Local historian Peter VanNortwick, who is also a member of the Monmouth County Historical Commission, has a special fondness for the time surrounding the filming, as well as the years after. As a historian, Pete has gathered and collected thousands of words in print from numerous newspapers and other sources to recall the event. He’s got plenty of photos of the stars, including some of him and Patti Duke some years afterward. It was the Van Nortwick bus company that delivered the more than 50 stars, cast members, stand-ins and crew to and from the Molly Pitcher Inn in Red Bank where all stayed for their couple of weeks in Middletown.

 

The movie is based on the four Tony Awards winning play of the same name, which was produced by Coe and was named the best play of 1960. Coe was filming the outdoor scenes in Middletown for his movie, choosing the McLean house for its similarity to the Keller Farm which was in Alabama and where Annie Sullivan taught the young Helen Keller how to read, despite her blindness and deafness in the 1880s.

 

It was an exciting time for local youngsters as well during the filming since some were asked to play bit roles in the production. Employees at the McLean household Mae Gaines, Frank Moss and Louis Everett all appear in the movie, along with youngsters from a beloved and highly respected family on GIllville Lane, eight year old twins Dennis and Dana Fisher. Six year old Barbara Campbell and George MCGree, who lives on Thompson Hill Rd. also appear in the movie.

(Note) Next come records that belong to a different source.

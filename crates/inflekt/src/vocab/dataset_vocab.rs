//! # Unified Dataset Vocabulary

use crate::{
    errors::InflektResult,
    record::{InflectionRecord, TagMap},
    types::VectorElement,
    vocab::{CharVocab, TagVocab},
};

/// Unified dataset vocabulary.
///
/// Owns the [`CharVocab`] and [`TagVocab`] built together over one corpus.
/// Built once, frozen afterwards; rebuilding over a different corpus yields a
/// different vector layout, invalidating previously produced vectors.
#[derive(Debug, Clone, PartialEq)]
pub struct DatasetVocab {
    /// Character sets and word-length bounds.
    char_vocab: CharVocab,

    /// Tag-value layout and encoding.
    tag_vocab: TagVocab,
}

impl DatasetVocab {
    /// Build a dataset vocabulary from a corpus.
    ///
    /// A pure function of the record multiset; record order does not affect
    /// the result.
    ///
    /// ## Arguments
    /// * `records` - The full corpus (train ∪ dev).
    ///
    /// ## Returns
    /// A `Result<DatasetVocab>`, with [`crate::InflektError::EmptyCorpus`] on
    /// zero records.
    pub fn from_records(records: &[InflectionRecord]) -> InflektResult<Self> {
        Ok(Self {
            char_vocab: CharVocab::from_records(records)?,
            tag_vocab: TagVocab::from_records(records)?,
        })
    }

    /// Get the [`CharVocab`].
    pub fn char_vocab(&self) -> &CharVocab {
        &self.char_vocab
    }

    /// Get the [`TagVocab`].
    pub fn tag_vocab(&self) -> &TagVocab {
        &self.tag_vocab
    }

    /// The fixed width of every encoded tag vector.
    pub fn vector_length(&self) -> usize {
        self.tag_vocab.vector_length()
    }

    /// The maximum char-count over all root/inflected words.
    pub fn max_word_length(&self) -> usize {
        self.char_vocab.max_word_length()
    }

    /// Encode a tag map against the frozen tag-value layout.
    ///
    /// See [`TagVocab::encode`].
    pub fn encode<E: VectorElement>(
        &self,
        tag_map: &TagMap,
    ) -> Vec<E> {
        self.tag_vocab.encode(tag_map)
    }
}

Coe had made the arrangements to lease the McLean home for the filming through the efforts of local realtor Matthew J. Gill, who lived nearby the farm. So when they asked him, he was also happy to allow his year old daughter Noreen Ann, to appear in the film as well. Noreen played Helen Keller’s infant sister. And up in Hazlet, Nick SanFIlippo had another personage that was considered necessary for the film….his mule!

 

Gill also provided more than the property lease and his daughter! When asked, he also went out in a successful search for two dozen chickens which he got from the Charles Lang Farm in Chapel Hil, a couple of carriages and a hay wagon. Gill also had to produce his own kind of miracle when asked to come up with summer cottage, but he knew he could produce that with no problem. Gill knew and loved Duffy Fisher.

 

Duffy had been known in the Middletown area for years as the go-to guy for moving buildings. He moved everything that needed to be moved on land and sea…..at one time he even moved what became The Quay in Sea Bright down the river to be set up as a popular bar and restaurant. Duffy didn’t use any sophisticated equipment for his moves….Fels Naphtha soap to grease everything, coupled with hard work and a spectacular smile and “Yes, Sir!” attitude was all it took.

 

So to create the summer building, Duffy took a workshop on Deepdale Farm and set it up. Actually, he had already moved that building to Deepdale in the first place. It had been on Railroad Ave earlier in the century where it was a butcher shop. It’s an attractive summer cottage in The Miracle Worker.

 

Frank Mannino did landscaping at the locations where the film was shot, and Rocco Cione did some preparatory carpenter services. Middletown definitely took a prideful and enthusiastic interest in The Miracle Worker.

 

Once the outdoor scenes were completed in Middletown, cast, crew and excitement went back to New York to finish production at the Hi Brown Studios in New York, and the film was released towards the end of the year.